3 Key Questions to Get Your Story Off the Ground

Ever find yourself struggling as you launch a new project? For me, getting the story off the ground offers a daunting challenge, at least until I figure out the answers to these questions. Keep answering with each new story, chapter, and scene, and eventually, you'll have yourself a book -- or at least an engaging, complete manuscript, ripe for shaping and editing.

1. Is the person telling the story sufficiently compelling?

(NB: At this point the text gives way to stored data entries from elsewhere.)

//! HTTP front door for the streamable HTTP transport.
//!
//! Maps each inbound request onto the session registry and a transport
//! exchange, and maps the exchange outcome back onto an HTTP response:
//!
//! | Verb   | Session header   | Outcome                                   |
//! |--------|------------------|-------------------------------------------|
//! | POST   | absent           | initialize body opens a session, else 400 |
//! | POST   | known / unknown  | exchange / 404                            |
//! | GET    | known / other    | server-push stream / 400                  |
//! | DELETE | known / other    | teardown, 200 / 404                       |
//!
//! An unsupported `MCP-Protocol-Version` header fails any of the three verbs
//! with 400 before the session is touched.

pub mod response;
pub mod sse;

use crate::error::TransportError;
use crate::protocol::{error_reply, is_initialize_request, is_supported_version};
use crate::server::{PackageRegistryServer, SERVER_NAME, SERVER_VERSION};
use crate::session::{
    Exchange, ExchangeOutput, ResponseMode, SessionId, SessionRegistry, Transport, TransportState,
};
use bytes::Bytes;
use http_body::Body;
use http_body_util::{BodyExt, LengthLimitError, Limited};
use hyper::http::{header, HeaderMap, HeaderValue, Method, Request, Response, StatusCode};
use hyper::server::conn::http1;
use hyper_util::rt::TokioIo;
use hyper_util::service::TowerToHyperService;
use response::ResponseBody;
use serde_json::{json, Value};
use std::convert::Infallible;
use std::future::Future;
use std::pin::Pin;
use std::sync::Arc;
use std::task::{Context, Poll};
use tokio::net::TcpListener;
use tokio_util::sync::CancellationToken;
use tower_service::Service;
use tracing::{debug, error, info};

/// Session header set on the initialize response and read on requests.
pub const SESSION_HEADER: &str = "mcp-session-id";
/// Bare header name also accepted (and echoed) for the session id.
pub const SESSION_HEADER_ALIAS: &str = "session-id";
pub const PROTOCOL_VERSION_HEADER: &str = "mcp-protocol-version";

pub const MCP_PATH: &str = "/mcp";
pub const HEALTH_PATH: &str = "/health";

/// Default cap on a POST body.
pub const DEFAULT_MAX_BODY_BYTES: usize = 4 * 1024 * 1024;

type BoxError = Box<dyn std::error::Error + Send + Sync>;

/// Front door service. Cheap to clone; clones share the registry and engine.
#[derive(Clone)]
pub struct FrontDoor {
    registry: SessionRegistry,
    engine: Arc<PackageRegistryServer>,
    json_response: bool,
    max_body_bytes: usize,
}

impl FrontDoor {
    pub fn new(registry: SessionRegistry, engine: Arc<PackageRegistryServer>) -> Self {
        Self {
            registry,
            engine,
            json_response: false,
            max_body_bytes: DEFAULT_MAX_BODY_BYTES,
        }
    }

    /// Always answer POSTs with a single JSON body, never a stream.
    pub fn with_json_response(mut self, json_response: bool) -> Self {
        self.json_response = json_response;
        self
    }

    pub fn with_max_body_bytes(mut self, max_body_bytes: usize) -> Self {
        self.max_body_bytes = max_body_bytes;
        self
    }

    pub fn registry(&self) -> &SessionRegistry {
        &self.registry
    }

    pub async fn handle<B>(&self, req: Request<B>) -> Response<ResponseBody>
    where
        B: Body,
        B::Error: Into<BoxError>,
    {
        let method = req.method().clone();
        let path = req.uri().path().to_owned();
        match (method, path.as_str()) {
            (Method::GET, "/") => self.root(),
            (Method::GET, HEALTH_PATH) => response::json(StatusCode::OK, &json!({"status": "ok"})),
            (Method::POST, MCP_PATH) => self.post(req).await,
            (Method::GET, MCP_PATH) => self.get(req).await,
            (Method::DELETE, MCP_PATH) => self.delete(req).await,
            (_, MCP_PATH) => {
                let mut resp = response::error(
                    StatusCode::METHOD_NOT_ALLOWED,
                    "Method not allowed",
                    "Use POST, GET or DELETE",
                );
                resp.headers_mut()
                    .insert(header::ALLOW, HeaderValue::from_static("GET, POST, DELETE"));
                resp
            }
            (method, path) => response::error(
                StatusCode::NOT_FOUND,
                "Not found",
                format!("No route for {method} {path}"),
            ),
        }
    }

    fn root(&self) -> Response<ResponseBody> {
        response::json(
            StatusCode::OK,
            &json!({
                "name": SERVER_NAME,
                "version": SERVER_VERSION,
                "description": "MCP server for searching and getting up-to-date information about npm, Cargo, and PyPI packages.",
                "endpoints": {"mcp": MCP_PATH, "health": HEALTH_PATH},
                "transport": "streamable-http",
            }),
        )
    }

    async fn post<B>(&self, req: Request<B>) -> Response<ResponseBody>
    where
        B: Body,
        B::Error: Into<BoxError>,
    {
        if let Err(resp) = check_protocol_version(req.headers()) {
            return resp;
        }
        let session = session_header(req.headers());
        let mode = self.response_mode(req.headers());
        let body = match read_body(req.into_body(), self.max_body_bytes).await {
            Ok(body) => body,
            Err(resp) => return resp,
        };

        let (transport, created) = match session {
            Some(raw) => match self.lookup(&raw).await {
                Some(transport) => (transport, false),
                None => return session_not_found(),
            },
            None => {
                let initialize = serde_json::from_slice::<Value>(&body)
                    .is_ok_and(|value| is_initialize_request(&value));
                if !initialize {
                    return response::error(
                        StatusCode::BAD_REQUEST,
                        "Invalid request",
                        "Missing session ID or not an initialize request",
                    );
                }
                match self.registry.create().await {
                    Ok((_, transport)) => (transport, true),
                    Err(e) => return internal_error(None, &e.to_string()),
                }
            }
        };

        let id = transport.id();
        let outcome = transport
            .handle_exchange(&self.engine, Exchange::Post { body: &body, mode })
            .await;

        let established = created && transport.state() == TransportState::Active;
        if created && !established {
            // First exchange failed; the session never becomes usable.
            self.registry.remove(&id).await;
        }

        match outcome {
            Ok(output) => {
                let mut resp = render(output, StatusCode::ACCEPTED);
                if established {
                    attach_session_id(resp.headers_mut(), id);
                }
                resp
            }
            Err(err) => self.exchange_error(id, err),
        }
    }

    async fn get<B>(&self, req: Request<B>) -> Response<ResponseBody> {
        if let Err(resp) = check_protocol_version(req.headers()) {
            return resp;
        }
        let transport = match session_header(req.headers()) {
            Some(raw) => self.lookup(&raw).await,
            None => None,
        };
        let Some(transport) = transport else {
            return invalid_session();
        };
        match transport.handle_exchange(&self.engine, Exchange::Listen).await {
            Ok(output) => render(output, StatusCode::OK),
            // Torn down between lookup and listen.
            Err(TransportError::Closed) => invalid_session(),
            Err(err) => self.exchange_error(transport.id(), err),
        }
    }

    async fn delete<B>(&self, req: Request<B>) -> Response<ResponseBody> {
        if let Err(resp) = check_protocol_version(req.headers()) {
            return resp;
        }
        let transport = match session_header(req.headers()) {
            Some(raw) => self.lookup(&raw).await,
            None => None,
        };
        let Some(transport) = transport else {
            return session_not_found();
        };
        let id = transport.id();
        let outcome = transport.handle_exchange(&self.engine, Exchange::Teardown).await;
        self.registry.remove(&id).await;
        match outcome {
            Ok(_) => response::empty(StatusCode::OK),
            Err(err) => self.exchange_error(id, err),
        }
    }

    async fn lookup(&self, raw: &str) -> Option<Arc<Transport>> {
        let id: SessionId = raw.parse().ok()?;
        self.registry.lookup(&id).await
    }

    fn response_mode(&self, headers: &HeaderMap) -> ResponseMode {
        if self.json_response {
            return ResponseMode::Json;
        }
        let wants_stream = headers
            .get_all(header::ACCEPT)
            .iter()
            .filter_map(|v| v.to_str().ok())
            .any(|v| v.contains("text/event-stream"));
        if wants_stream {
            ResponseMode::EventStream
        } else {
            ResponseMode::Json
        }
    }

    fn exchange_error(&self, id: SessionId, err: TransportError) -> Response<ResponseBody> {
        match err {
            TransportError::Protocol(e) => {
                debug!(session_id = %id, error = %e, "protocol error");
                response::json(StatusCode::OK, &error_reply(None, &e.to_error_data()))
            }
            TransportError::Closed => session_not_found(),
            TransportError::StreamConflict => response::error(
                StatusCode::CONFLICT,
                "Conflict",
                "Only one server-push stream is allowed per session",
            ),
            TransportError::Internal(message) => internal_error(Some(id), &message),
        }
    }
}

impl<B> Service<Request<B>> for FrontDoor
where
    B: Body + Send + 'static,
    B::Data: Send,
    B::Error: Into<BoxError>,
{
    type Response = Response<ResponseBody>;
    type Error = Infallible;
    type Future = Pin<Box<dyn Future<Output = Result<Self::Response, Self::Error>> + Send>>;

    fn poll_ready(&mut self, _cx: &mut Context<'_>) -> Poll<Result<(), Self::Error>> {
        Poll::Ready(Ok(()))
    }

    fn call(&mut self, req: Request<B>) -> Self::Future {
        let front_door = self.clone();
        Box::pin(async move { Ok(front_door.handle(req).await) })
    }
}

fn render(output: ExchangeOutput, empty_status: StatusCode) -> Response<ResponseBody> {
    match output {
        ExchangeOutput::Empty => response::empty(empty_status),
        ExchangeOutput::Json(value) => response::json(StatusCode::OK, &value),
        ExchangeOutput::Stream(events) => response::event_stream(events),
    }
}

fn session_not_found() -> Response<ResponseBody> {
    response::error(
        StatusCode::NOT_FOUND,
        "Session not found",
        "No active session with the provided ID",
    )
}

fn invalid_session() -> Response<ResponseBody> {
    response::error(
        StatusCode::BAD_REQUEST,
        "Invalid request",
        "Missing or invalid session ID",
    )
}

fn internal_error(id: Option<SessionId>, message: &str) -> Response<ResponseBody> {
    match id {
        Some(id) => error!(session_id = %id, error = %message, "Error handling MCP request"),
        None => error!(error = %message, "Error handling MCP request"),
    }
    response::error(
        StatusCode::INTERNAL_SERVER_ERROR,
        "Internal server error",
        message,
    )
}

/// Session id from the request, preferring the protocol header name.
fn session_header(headers: &HeaderMap) -> Option<String> {
    [SESSION_HEADER, SESSION_HEADER_ALIAS]
        .iter()
        .filter_map(|name| headers.get(*name))
        .filter_map(|value| value.to_str().ok())
        .map(str::trim)
        .find(|value| !value.is_empty())
        .map(str::to_owned)
}

fn attach_session_id(headers: &mut HeaderMap, id: SessionId) {
    if let Ok(value) = HeaderValue::from_str(&id.to_string()) {
        headers.insert(SESSION_HEADER, value.clone());
        headers.insert(SESSION_HEADER_ALIAS, value);
    }
}

fn check_protocol_version(headers: &HeaderMap) -> Result<(), Response<ResponseBody>> {
    let Some(value) = headers.get(PROTOCOL_VERSION_HEADER) else {
        return Ok(());
    };
    match value.to_str() {
        Ok(version) if is_supported_version(version.trim()) => Ok(()),
        _ => Err(response::error(
            StatusCode::BAD_REQUEST,
            "Invalid request",
            format!(
                "Unsupported protocol version: {}",
                String::from_utf8_lossy(value.as_bytes())
            ),
        )),
    }
}

async fn read_body<B>(body: B, limit: usize) -> Result<Bytes, Response<ResponseBody>>
where
    B: Body,
    B::Error: Into<BoxError>,
{
    match Limited::new(body, limit).collect().await {
        Ok(collected) => Ok(collected.to_bytes()),
        Err(e) if e.downcast_ref::<LengthLimitError>().is_some() => Err(response::error(
            StatusCode::PAYLOAD_TOO_LARGE,
            "Payload too large",
            format!("Request body exceeds {limit} bytes"),
        )),
        Err(e) => Err(response::error(
            StatusCode::BAD_REQUEST,
            "Invalid request",
            format!("Failed to read request body: {e}"),
        )),
    }
}

/// Accept connections until `shutdown` fires, serving each on its own task.
pub async fn serve(
    listener: TcpListener,
    front_door: FrontDoor,
    shutdown: CancellationToken,
) -> std::io::Result<()> {
    if let Ok(addr) = listener.local_addr() {
        info!("MCP HTTP server listening on http://{addr}{MCP_PATH}");
    }
    loop {
        tokio::select! {
            _ = shutdown.cancelled() => {
                info!("HTTP server shutting down");
                break;
            }
            res = listener.accept() => {
                let (stream, peer) = res?;
                let svc = front_door.clone();
                tokio::spawn(async move {
                    let io = TokioIo::new(stream);
                    let conn = http1::Builder::new()
                        .serve_connection(io, TowerToHyperService::new(svc));
                    if let Err(err) = conn.await {
                        debug!(peer = %peer, "http connection error: {err}");
                    }
                });
            }
        }
    }
    Ok(())
}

Will the reader emotionally relate to and quickly bond with this character? Or does the character elicit a strong reaction, whether it be curiosity, fascination, or even horror? Interchangeable, "generic" characters need not apply, even for supporting roles. When working to answer this question, ask yourself if the scene would be stronger or more interesting from another player's point of view? Don't hesitate to try writing the same scene from a different POV to find out which works best.

2. Does the character's trouble matter enough? Stories typically begin with a compelling character in a monumental jam of some sort. (If yours doesn't, you may have begun in the wrong spot.) Ask yourself, is this a humdrum, everyday sort of issue that anyone with a handful of working brain cells could solve? Ask yourself as a reader, why should I care enough to waste my time worrying about whether the character comes up with a solution. Then brainstorm ways to make the issue matter more.

3. What could happen to make the trouble far worse? Ask yourself, who would be the worst possible person to show up? What would heap even more stress on the character? What would complicate matters so horrendously that even you can't figure out (for hundreds of pages and thousands of hours, at least) how the character's issues can finally be resolved?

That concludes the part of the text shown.